*WHAT TO PRODUCE*. The answer is to be an exact copy of the lines below running from the line with "return false;" down to the line with "codes and phone.", both ends included, and nothing more.

(Dataset entries)
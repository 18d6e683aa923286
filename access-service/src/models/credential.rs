//! Secondary-auth credentials: passkeys and MFA backup codes.

use chrono::{DateTime, Utc};
use rand::{distributions::Alphanumeric, Rng};
use serde::{Deserialize, Serialize};
use sha2::{Digest, Sha256};
use sqlx::FromRow;
use subtle::ConstantTimeEq;
use utoipa::ToSchema;
use uuid::Uuid;

/// Passkey credential entity (credenciais_passkey).
///
/// The credential id is the WebAuthn credential id, base64url-encoded.
/// The assertion itself is verified by the platform; this row carries the
/// replay-defense bookkeeping.
#[derive(Debug, Clone, Serialize, Deserialize, FromRow)]
pub struct PasskeyCredential {
    pub credential_id: String,
    pub person_id: Uuid,
    pub public_key_text: String,
    pub sign_count: i64,
    pub transports: Vec<String>,
    pub label: Option<String>,
    pub created_utc: DateTime<Utc>,
    pub last_used_utc: Option<DateTime<Utc>>,
}

impl PasskeyCredential {
    /// Register a new passkey.
    pub fn new(
        credential_id: String,
        person_id: Uuid,
        public_key_text: String,
        transports: Vec<String>,
        label: Option<String>,
    ) -> Self {
        Self {
            credential_id,
            person_id,
            public_key_text,
            sign_count: 0,
            transports,
            label,
            created_utc: Utc::now(),
            last_used_utc: None,
        }
    }

    /// Accept an authentication counter.
    ///
    /// The counter must be strictly greater than the stored one; anything
    /// else is a possible clone/replay and is rejected without touching
    /// state. On acceptance the stored counter and last-use time advance.
    pub fn accept_counter(&mut self, presented: i64) -> bool {
        if presented <= self.sign_count {
            return false;
        }
        self.sign_count = presented;
        self.last_used_utc = Some(Utc::now());
        true
    }
}

/// Per-person MFA settings (mfa_usuario): backup codes and phone.
#[derive(Debug, Clone, Serialize, Deserialize, FromRow)]
pub struct MfaSettings {
    pub person_id: Uuid,
    pub phone_number: Option<String>,
    pub backup_code_hashes: Vec<String>,
    pub enabled_flag: bool,
    pub created_utc: DateTime<Utc>,
    pub updated_utc: DateTime<Utc>,
}

impl MfaSettings {
    /// Create MFA settings with a fresh set of backup codes.
    /// Returns the settings and the plaintext codes (shown once).
    pub fn new(person_id: Uuid, code_count: usize) -> (Self, Vec<String>) {
        let codes = generate_backup_codes(code_count);
        let hashes = codes.iter().map(|c| hash_backup_code(c)).collect();
        let now = Utc::now();
        let settings = Self {
            person_id,
            phone_number: None,
            backup_code_hashes: hashes,
            enabled_flag: true,
            created_utc: now,
            updated_utc: now,
        };
        (settings, codes)
    }

    /// Consume a backup code. Codes are single-use: a matching hash is
    /// removed so the same code can never verify twice. Comparison is
    /// constant-time.
    pub fn consume_backup_code(&mut self, code: &str) -> bool {
        let presented = hash_backup_code(code);
        let found = self
            .backup_code_hashes
            .iter()
            .position(|stored| stored.as_bytes().ct_eq(presented.as_bytes()).into());

        match found {
            Some(idx) => {
                self.backup_code_hashes.remove(idx);
                self.updated_utc = Utc::now();
                true
            }
            None => false,
        }
    }

    /// Replace all backup codes with a fresh set; returns the plaintext.
    pub fn regenerate_backup_codes(&mut self, code_count: usize) -> Vec<String> {
        let codes = generate_backup_codes(code_count);
        self.backup_code_hashes = codes.iter().map(|c| hash_backup_code(c)).collect();
        self.updated_utc = Utc::now();
        codes
    }

    pub fn remaining_backup_codes(&self) -> usize {
        self.backup_code_hashes.len()
    }
}

/// Hash a backup code for storage (sha-256 hex of the normalized code).
pub fn hash_backup_code(code: &str) -> String {
    let normalized = code.trim().to_ascii_uppercase().replace('-', "");
    hex::encode(Sha256::digest(normalized.as_bytes()))
}

/// Generate backup codes in XXXX-XXXX form.
fn generate_backup_codes(count: usize) -> Vec<String> {
    (0..count)
        .map(|_| {
            let raw: String = rand::thread_rng()
                .sample_iter(&Alphanumeric)
                .take(8)
                .map(|c| (c as char).to_ascii_uppercase())
                .collect();
            format!("{}-{}", &raw[..4], &raw[4..])
        })
        .collect()
}

/// Request to register a passkey.
#[derive(Debug, Deserialize, ToSchema)]
pub struct RegisterPasskeyRequest {
    pub credential_id: String,
    pub public_key: String,
    #[serde(default)]
    pub transports: Vec<String>,
    pub label: Option<String>,
}

/// Passkey response for API (no key material).
#[derive(Debug, Serialize, ToSchema)]
pub struct PasskeyResponse {
    pub credential_id: String,
    pub label: Option<String>,
    pub transports: Vec<String>,
    pub created_utc: DateTime<Utc>,
    pub last_used_utc: Option<DateTime<Utc>>,
}

impl From<PasskeyCredential> for PasskeyResponse {
    fn from(c: PasskeyCredential) -> Self {
        Self {
            credential_id: c.credential_id,
            label: c.label,
            transports: c.transports,
            created_utc: c.created_utc,
            last_used_utc: c.last_used_utc,
        }
    }
}

#[cfg(test)]
mod tests {
    use super::*;

    fn passkey() -> PasskeyCredential {
        PasskeyCredential::new(
            "cred-abc".to_string(),
            Uuid::new_v4(),
            "pk".to_string(),
            vec!["internal".to_string()],
            None,
        )
    }

    #[test]
    fn test_counter_must_strictly_increase() {
        let mut c = passkey();
        assert!(c.accept_counter(1));
        assert_eq!(c.sign_count, 1);
        assert!(c.accept_counter(5));
        assert_eq!(c.sign_count, 5);
    }

    #[test]
    fn test_counter_replay_rejected() {
        let mut c = passkey();
        assert!(c.accept_counter(10));
        // Equal counter: replay
        assert!(!c.accept_counter(10));
        // Lower counter: clone
        assert!(!c.accept_counter(3));
        assert_eq!(c.sign_count, 10);
    }

    #[test]
    fn test_backup_code_single_use() {
        let (mut settings, codes) = MfaSettings::new(Uuid::new_v4(), 4);
        assert_eq!(settings.remaining_backup_codes(), 4);

        let code = codes[0].clone();
        assert!(settings.consume_backup_code(&code));
        assert_eq!(settings.remaining_backup_codes(), 3);

        // Replaying the same code must fail
        assert!(!settings.consume_backup_code(&code));
        assert_eq!(settings.remaining_backup_codes(), 3);
    }

    #[test]
    fn test_backup_code_normalization() {
        let (mut settings, codes) = MfaSettings::new(Uuid::new_v4(), 1);
        let sloppy = format!(" {} ", codes[0].to_ascii_lowercase());
        assert!(settings.consume_backup_code(&sloppy));
    }

    #[test]
    fn test_unknown_backup_code_rejected() {
        let (mut settings, _codes) = MfaSettings::new(Uuid::new_v4(), 2);
        assert!(!settings.consume_backup_code("ZZZZ-ZZZZ"));
        assert_eq!(settings.remaining_backup_codes(), 2);
    }

    #[test]
    fn test_regenerate_invalidates_old_codes() {
        let (mut settings, old_codes) = MfaSettings::new(Uuid::new_v4(), 2);
        let new_codes = settings.regenerate_backup_codes(2);
        assert!(!settings.consume_backup_code(&old_codes[0]));
        assert!(settings.consume_backup_code(&new_codes[0]));
    }
}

*SOLVED PROBLEM*.
            return false;
        }
        self.sign_count = presented;
        self.last_used_utc = Some(Utc::now());
        true
    }
}

/// Per-person MFA settings (mfa_usuario): backup codes and phone.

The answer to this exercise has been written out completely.